## WHAT THE TASK ASKS
Copy every line of the following data that includes the string "items".

─── MATERIAL PROVIDED

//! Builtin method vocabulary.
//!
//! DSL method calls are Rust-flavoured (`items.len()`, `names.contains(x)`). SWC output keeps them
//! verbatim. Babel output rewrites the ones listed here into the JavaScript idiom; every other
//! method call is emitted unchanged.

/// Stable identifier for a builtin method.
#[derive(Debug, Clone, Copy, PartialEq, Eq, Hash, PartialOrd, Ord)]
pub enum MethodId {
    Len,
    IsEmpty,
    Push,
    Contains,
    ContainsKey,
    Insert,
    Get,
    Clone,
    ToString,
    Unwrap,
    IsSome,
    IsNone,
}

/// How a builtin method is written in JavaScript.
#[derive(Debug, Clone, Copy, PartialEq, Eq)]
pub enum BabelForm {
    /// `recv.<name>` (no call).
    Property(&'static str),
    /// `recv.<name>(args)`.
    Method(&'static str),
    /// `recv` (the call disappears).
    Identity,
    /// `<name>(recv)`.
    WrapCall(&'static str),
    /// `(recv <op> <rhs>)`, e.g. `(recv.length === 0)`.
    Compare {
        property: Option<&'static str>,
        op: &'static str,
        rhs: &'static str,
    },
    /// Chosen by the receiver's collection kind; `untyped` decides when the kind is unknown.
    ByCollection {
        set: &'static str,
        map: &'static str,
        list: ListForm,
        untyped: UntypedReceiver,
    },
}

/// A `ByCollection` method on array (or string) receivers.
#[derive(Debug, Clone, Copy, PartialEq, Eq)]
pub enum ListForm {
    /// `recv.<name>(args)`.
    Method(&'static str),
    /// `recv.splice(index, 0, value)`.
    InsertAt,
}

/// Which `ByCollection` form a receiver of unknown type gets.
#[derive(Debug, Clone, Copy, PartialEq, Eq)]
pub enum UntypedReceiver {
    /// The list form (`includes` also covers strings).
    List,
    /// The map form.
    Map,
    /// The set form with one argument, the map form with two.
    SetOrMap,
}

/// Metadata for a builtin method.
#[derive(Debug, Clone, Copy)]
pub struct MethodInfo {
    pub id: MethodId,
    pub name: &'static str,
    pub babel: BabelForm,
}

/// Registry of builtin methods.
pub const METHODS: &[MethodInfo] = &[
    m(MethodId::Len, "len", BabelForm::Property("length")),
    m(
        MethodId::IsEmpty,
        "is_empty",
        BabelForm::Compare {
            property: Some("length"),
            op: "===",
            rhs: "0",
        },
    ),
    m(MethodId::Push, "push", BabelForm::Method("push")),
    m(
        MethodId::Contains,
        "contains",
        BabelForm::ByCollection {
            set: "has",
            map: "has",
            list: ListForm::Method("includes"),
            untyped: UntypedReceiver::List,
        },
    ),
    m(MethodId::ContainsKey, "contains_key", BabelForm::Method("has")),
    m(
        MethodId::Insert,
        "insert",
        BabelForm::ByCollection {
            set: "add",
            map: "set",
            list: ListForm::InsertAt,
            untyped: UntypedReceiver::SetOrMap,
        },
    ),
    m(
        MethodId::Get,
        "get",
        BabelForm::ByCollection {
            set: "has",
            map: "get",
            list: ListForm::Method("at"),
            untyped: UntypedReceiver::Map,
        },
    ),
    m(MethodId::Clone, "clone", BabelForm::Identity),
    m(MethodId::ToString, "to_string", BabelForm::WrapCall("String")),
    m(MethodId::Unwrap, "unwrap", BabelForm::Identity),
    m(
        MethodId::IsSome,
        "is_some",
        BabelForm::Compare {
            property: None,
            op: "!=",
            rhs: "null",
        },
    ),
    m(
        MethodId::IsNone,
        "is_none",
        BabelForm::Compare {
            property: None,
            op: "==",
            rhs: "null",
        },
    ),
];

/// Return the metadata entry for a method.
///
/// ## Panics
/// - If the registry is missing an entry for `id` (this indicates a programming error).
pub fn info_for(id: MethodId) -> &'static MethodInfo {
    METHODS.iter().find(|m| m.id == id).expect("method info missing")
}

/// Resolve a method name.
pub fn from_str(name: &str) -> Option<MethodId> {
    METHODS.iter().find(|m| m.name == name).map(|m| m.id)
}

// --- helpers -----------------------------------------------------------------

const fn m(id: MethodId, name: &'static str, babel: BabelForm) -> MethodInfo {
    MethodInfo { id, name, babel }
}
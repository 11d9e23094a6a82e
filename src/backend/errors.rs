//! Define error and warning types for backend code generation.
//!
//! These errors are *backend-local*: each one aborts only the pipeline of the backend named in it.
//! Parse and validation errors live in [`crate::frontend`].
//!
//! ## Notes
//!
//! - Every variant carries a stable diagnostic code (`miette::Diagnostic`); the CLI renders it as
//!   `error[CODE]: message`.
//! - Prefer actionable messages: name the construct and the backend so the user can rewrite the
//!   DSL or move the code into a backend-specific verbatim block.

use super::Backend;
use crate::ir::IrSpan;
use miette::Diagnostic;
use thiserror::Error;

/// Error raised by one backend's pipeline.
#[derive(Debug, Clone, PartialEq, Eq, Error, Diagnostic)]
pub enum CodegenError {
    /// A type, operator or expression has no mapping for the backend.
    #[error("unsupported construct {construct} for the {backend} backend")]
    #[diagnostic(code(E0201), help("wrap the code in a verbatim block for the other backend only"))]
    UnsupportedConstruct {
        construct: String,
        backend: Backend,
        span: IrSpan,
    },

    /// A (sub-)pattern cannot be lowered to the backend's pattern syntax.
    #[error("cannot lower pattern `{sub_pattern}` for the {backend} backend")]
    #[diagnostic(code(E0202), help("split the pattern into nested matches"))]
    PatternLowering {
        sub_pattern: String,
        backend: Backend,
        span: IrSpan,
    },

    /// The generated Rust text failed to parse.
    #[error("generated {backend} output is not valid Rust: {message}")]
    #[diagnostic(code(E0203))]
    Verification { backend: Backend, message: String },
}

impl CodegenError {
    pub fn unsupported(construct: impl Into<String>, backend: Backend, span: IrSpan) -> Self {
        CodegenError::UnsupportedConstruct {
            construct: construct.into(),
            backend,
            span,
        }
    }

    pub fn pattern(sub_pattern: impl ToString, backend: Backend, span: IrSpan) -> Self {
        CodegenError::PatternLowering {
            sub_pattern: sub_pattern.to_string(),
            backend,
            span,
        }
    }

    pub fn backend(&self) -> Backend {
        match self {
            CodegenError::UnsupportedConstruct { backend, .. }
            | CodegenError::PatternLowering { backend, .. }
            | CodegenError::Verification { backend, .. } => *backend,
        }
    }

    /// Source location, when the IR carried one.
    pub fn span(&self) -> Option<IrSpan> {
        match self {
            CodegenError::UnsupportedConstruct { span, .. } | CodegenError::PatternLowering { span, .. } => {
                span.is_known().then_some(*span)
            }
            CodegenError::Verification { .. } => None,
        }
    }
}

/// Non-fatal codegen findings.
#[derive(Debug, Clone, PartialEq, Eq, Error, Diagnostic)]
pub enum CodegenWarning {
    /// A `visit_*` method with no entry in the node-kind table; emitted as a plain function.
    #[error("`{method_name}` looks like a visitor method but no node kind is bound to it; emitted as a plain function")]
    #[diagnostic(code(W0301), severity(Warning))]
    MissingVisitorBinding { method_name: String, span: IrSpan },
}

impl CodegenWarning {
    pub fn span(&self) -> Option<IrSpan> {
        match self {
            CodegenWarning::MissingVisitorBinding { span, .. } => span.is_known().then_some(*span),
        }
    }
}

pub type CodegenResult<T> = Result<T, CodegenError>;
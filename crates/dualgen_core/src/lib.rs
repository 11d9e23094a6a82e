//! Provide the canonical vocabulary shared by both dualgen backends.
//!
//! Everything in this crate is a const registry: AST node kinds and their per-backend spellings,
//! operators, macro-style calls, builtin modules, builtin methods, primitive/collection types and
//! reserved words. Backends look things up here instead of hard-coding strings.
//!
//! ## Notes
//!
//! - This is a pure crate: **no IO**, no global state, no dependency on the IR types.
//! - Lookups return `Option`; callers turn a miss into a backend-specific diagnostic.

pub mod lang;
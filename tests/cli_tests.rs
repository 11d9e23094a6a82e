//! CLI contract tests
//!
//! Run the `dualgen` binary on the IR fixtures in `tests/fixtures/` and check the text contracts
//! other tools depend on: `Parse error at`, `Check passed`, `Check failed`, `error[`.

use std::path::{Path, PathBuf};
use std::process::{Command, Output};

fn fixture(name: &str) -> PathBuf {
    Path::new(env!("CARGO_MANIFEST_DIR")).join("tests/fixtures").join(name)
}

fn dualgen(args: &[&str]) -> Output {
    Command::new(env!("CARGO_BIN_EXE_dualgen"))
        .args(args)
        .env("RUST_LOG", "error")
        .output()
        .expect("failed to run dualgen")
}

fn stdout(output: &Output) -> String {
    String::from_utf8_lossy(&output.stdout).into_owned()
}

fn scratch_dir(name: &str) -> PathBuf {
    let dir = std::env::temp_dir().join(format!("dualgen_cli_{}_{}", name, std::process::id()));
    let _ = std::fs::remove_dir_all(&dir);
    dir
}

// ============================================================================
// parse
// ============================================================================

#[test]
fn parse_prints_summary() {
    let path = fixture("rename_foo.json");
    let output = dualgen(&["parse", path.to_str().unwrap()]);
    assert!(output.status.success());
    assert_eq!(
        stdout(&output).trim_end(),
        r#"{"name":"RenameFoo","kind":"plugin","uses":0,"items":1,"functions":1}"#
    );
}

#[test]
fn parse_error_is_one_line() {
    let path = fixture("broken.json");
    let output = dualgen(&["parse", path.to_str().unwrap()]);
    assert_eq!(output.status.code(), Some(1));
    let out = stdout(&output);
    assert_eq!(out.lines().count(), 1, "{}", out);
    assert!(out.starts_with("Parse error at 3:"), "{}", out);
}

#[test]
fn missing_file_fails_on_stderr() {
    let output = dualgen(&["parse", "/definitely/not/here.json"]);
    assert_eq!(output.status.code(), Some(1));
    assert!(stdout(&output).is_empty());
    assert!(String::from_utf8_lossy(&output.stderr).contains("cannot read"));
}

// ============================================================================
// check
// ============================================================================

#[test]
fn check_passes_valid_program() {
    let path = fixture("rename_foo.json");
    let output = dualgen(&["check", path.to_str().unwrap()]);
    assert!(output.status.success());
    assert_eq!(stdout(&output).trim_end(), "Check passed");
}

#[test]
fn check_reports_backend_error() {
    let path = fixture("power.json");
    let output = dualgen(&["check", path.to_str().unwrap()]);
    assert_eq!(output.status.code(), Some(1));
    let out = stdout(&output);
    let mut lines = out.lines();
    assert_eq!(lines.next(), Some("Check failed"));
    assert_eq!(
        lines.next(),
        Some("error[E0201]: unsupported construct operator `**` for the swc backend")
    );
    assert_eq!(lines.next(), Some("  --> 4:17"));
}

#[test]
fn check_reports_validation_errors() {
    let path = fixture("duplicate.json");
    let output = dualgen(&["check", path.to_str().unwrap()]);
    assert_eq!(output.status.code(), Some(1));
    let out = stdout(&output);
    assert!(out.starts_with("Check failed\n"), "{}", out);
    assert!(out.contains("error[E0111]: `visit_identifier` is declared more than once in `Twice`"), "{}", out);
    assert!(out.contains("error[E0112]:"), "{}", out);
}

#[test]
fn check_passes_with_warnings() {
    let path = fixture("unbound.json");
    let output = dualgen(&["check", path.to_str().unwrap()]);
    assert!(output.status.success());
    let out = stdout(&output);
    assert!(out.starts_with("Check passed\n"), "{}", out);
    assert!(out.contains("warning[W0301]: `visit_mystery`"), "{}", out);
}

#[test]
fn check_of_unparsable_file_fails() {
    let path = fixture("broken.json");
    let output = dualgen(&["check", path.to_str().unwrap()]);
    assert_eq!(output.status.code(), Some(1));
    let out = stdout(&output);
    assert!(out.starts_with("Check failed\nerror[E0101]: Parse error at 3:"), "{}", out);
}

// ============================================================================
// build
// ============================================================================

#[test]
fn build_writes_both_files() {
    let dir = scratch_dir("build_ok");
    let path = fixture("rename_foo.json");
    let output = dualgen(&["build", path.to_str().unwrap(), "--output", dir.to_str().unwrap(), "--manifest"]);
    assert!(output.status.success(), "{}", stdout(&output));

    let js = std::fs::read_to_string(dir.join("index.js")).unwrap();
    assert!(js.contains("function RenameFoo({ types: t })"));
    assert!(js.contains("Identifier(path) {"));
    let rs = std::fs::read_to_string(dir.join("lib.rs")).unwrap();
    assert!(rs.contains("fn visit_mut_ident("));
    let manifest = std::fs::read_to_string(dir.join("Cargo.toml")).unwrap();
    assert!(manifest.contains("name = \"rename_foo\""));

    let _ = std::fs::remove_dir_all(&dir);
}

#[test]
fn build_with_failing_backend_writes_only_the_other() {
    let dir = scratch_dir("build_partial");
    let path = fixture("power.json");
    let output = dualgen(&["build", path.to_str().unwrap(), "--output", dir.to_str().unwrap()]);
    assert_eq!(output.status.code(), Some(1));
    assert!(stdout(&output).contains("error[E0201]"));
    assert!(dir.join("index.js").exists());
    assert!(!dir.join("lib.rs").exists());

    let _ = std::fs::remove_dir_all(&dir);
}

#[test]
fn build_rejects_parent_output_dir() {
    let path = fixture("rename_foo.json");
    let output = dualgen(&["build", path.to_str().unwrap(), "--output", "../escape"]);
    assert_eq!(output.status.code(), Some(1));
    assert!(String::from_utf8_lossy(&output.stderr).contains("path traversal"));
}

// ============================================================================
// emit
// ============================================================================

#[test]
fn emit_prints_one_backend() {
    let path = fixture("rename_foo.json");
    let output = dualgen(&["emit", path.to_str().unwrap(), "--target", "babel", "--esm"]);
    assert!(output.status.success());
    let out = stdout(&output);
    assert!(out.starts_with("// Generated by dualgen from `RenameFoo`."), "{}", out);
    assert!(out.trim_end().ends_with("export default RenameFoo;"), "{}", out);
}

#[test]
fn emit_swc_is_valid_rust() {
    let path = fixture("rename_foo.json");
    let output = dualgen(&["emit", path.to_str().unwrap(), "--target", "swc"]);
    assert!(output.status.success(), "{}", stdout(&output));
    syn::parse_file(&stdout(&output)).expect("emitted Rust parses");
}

──────

## RESPONSE TO THIS EXERCISE
//! DSL method calls are Rust-flavoured (`items.len()`, `names.contains(x)`). SWC output keeps them
        r#"{"name":"RenameFoo","kind":"plugin","uses":0,"items":1,"functions":1}"#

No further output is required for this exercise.